Information for Contributors

  1. Chapters will be approximately 10-13 pages double spaced (2,500-3,500 words) not including references or other back matter. To propose a chapter, all that is required is a simple 100-200 word abstract. (Deadline is January 1, 2024; the submission link appears below.)
  2. Unfortunately, this is not a paid gig.
  3. Contributors should plan to discuss how their theory informs music teaching at a variety of levels and specializations, from young learners to adolescents (and maybe older learners as well). All chapters must include guidance for (a) classroom music teaching, (b) ensemble directing, (c) applied lessons instruction (one-on-one), and (d) any other relevant music teaching contexts identified by the contributor. The goal is to make the book relevant to as wide an audience of music educators as possible.
  4. Chapters will likely include the following elements (full details/guidelines will be provided after January 1):
    • abstract;
    • a music teaching vignette to contextualize the theory within a real-world music education scenario (this could appear at the beginning or later in the chapter);
    • a brief overview of the theory with historical context about its origins, development, the researcher who created or helped popularize it, etc.;
    • a concise, easy-to-understand explanation of the elements of the theory, terminology associated with it, and its basic premise– essentially, “how it works”;
    • alongside the above explanation of the theory, a brief review of relevant literature (generally and/or within music education), including citations;
    • connections to other theories or methodologies (if applicable) and a critique articulating any downsides or shortcomings of the theory;
    • a section detailing how teachers, ensemble directors, studio instructors, etc. can each put the theory into practice within their teaching contexts (perhaps with more vignettes, or a revisiting of the earlier vignette). This part should be super practical– specific teaching ideas that readers can try with students at their next class meeting or rehearsal;
    • further reading or suggested resources for more information on the theory;
    • a brief summary paragraph.
  5. Selected authors may be asked to peer review other contributors’ chapters.
  6. Anticipated timeline
    • January 1, 2024: Deadline for potential contributors to submit proposals.

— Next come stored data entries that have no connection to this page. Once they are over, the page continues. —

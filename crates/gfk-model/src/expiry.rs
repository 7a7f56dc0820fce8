//! Expiry policy.
//!
//! Pure and monotonic: once a geofence is expired at time T it stays expired
//! for every T' >= T. The caller supplies the reference timestamp; nothing
//! here reads a clock.

use chrono::{DateTime, Utc};

use crate::GeofenceData;

/// True iff `geofence` is invalid at `reference_ms` (epoch milliseconds).
///
/// Boundary inclusive: a geofence whose `expiry_ms` equals the reference
/// timestamp is already expired.
pub fn is_expired(geofence: &GeofenceData, reference_ms: i64) -> bool {
    geofence.expiry_ms <= reference_ms
}

/// Epoch milliseconds for a wall-clock instant.
///
/// The engine works in `i64` epoch milliseconds end to end; this is the one
/// conversion point for callers holding a `DateTime<Utc>`.
pub fn epoch_millis(at: DateTime<Utc>) -> i64 {
    at.timestamp_millis()
}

    • February 1, 2024: Notification of acceptance sent to contributors. All submissions will receive feedback from the editor. At this point, specific parameters, formatting guidelines, and a sample chapter will also be shared with accepted contributors.
    • June 1, 2024: Deadline for contributors to submit full chapters to the editor.

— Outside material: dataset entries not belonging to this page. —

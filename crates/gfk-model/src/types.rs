use std::collections::{BTreeMap, BTreeSet};

use serde::{Deserialize, Serialize};

/// What kind of boundary crossing wakes up a monitored location.
#[derive(Clone, Copy, Debug, PartialEq, Eq, PartialOrd, Ord, Serialize, Deserialize)]
#[serde(rename_all = "snake_case")]
pub enum TriggerType {
    Enter,
    Exit,
    Both,
}

impl Default for TriggerType {
    fn default() -> Self {
        TriggerType::Both
    }
}

/// One circular monitored area belonging to a geofence.
///
/// `id` is unique only within its parent geofence; a globally unique
/// monitoring key requires the (geofence id, location id) pair, see
/// [`crate::encode_request_id`].
#[derive(Clone, Debug, PartialEq, Serialize, Deserialize)]
pub struct GeofenceLocation {
    pub id: i64,
    pub name: String,
    pub latitude: f64,
    pub longitude: f64,
    /// Radius in meters. Always strictly positive after normalization.
    pub radius_m: f64,
    pub trigger: TriggerType,
}

impl GeofenceLocation {
    pub fn new(
        id: i64,
        name: impl Into<String>,
        latitude: f64,
        longitude: f64,
        radius_m: f64,
        trigger: TriggerType,
    ) -> Self {
        Self {
            id,
            name: name.into(),
            latitude,
            longitude,
            radius_m,
            trigger,
        }
    }
}

/// One backend-issued geofence definition.
///
/// `data` and `tags` are carried through unmodified; nothing in this
/// workspace interprets them.
#[derive(Clone, Debug, PartialEq, Serialize, Deserialize)]
pub struct GeofenceData {
    pub id: i64,
    /// Epoch milliseconds. The geofence is invalid at or after this time.
    pub expiry_ms: i64,
    pub locations: Vec<GeofenceLocation>,
    #[serde(default)]
    pub tags: BTreeSet<String>,
    #[serde(default)]
    pub data: serde_json::Value,
}

impl GeofenceData {
    pub fn new(id: i64, expiry_ms: i64, locations: Vec<GeofenceLocation>) -> Self {
        Self {
            id,
            expiry_ms,
            locations,
            tags: BTreeSet::new(),
            data: serde_json::Value::Null,
        }
    }

    /// Look up a location by its (geofence-scoped) id.
    pub fn location(&self, location_id: i64) -> Option<&GeofenceLocation> {
        self.locations.iter().find(|l| l.id == location_id)
    }
}

/// Snapshot shape shared by the persisted store and the working state of a
/// reconciliation: geofence id -> definition. BTreeMap keeps iteration
/// deterministic.
pub type GeofenceMap = BTreeMap<i64, GeofenceData>;

/// One sync's worth of server payload, already normalized from the wire.
///
/// The geofence set is authoritative: a geofence absent from `geofences` no
/// longer exists, whatever the persisted snapshot says.
#[derive(Clone, Debug, Default, PartialEq)]
pub struct GeofenceResponseData {
    pub geofences: GeofenceMap,
    /// Server-side watermark for delta fetches. Stored for the transport
    /// layer; the reconciliation engine does not interpret it.
    pub last_modified: Option<i64>,
}

impl GeofenceResponseData {
    pub fn empty() -> Self {
        Self::default()
    }

    pub fn with_geofences(geofences: impl IntoIterator<Item = GeofenceData>) -> Self {
        Self {
            geofences: geofences.into_iter().map(|g| (g.id, g)).collect(),
            last_modified: None,
        }
    }
}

    • Summer 2024: All contributors engage in peer review of each other’s chapters.
    • September 1, 2024: Contributors receive feedback from the editor and/or peer reviewers, including any requests for revisions.
    • Fall 2024: Contributors revise their chapters. (A second round of editorial review and subsequent revisions may be necessary.)
    • December 1, 2024: Contributors submit final drafts of chapters to the editor. This version of the chapter should essentially be ready to publish.
    • Sometime in 2025: Publication!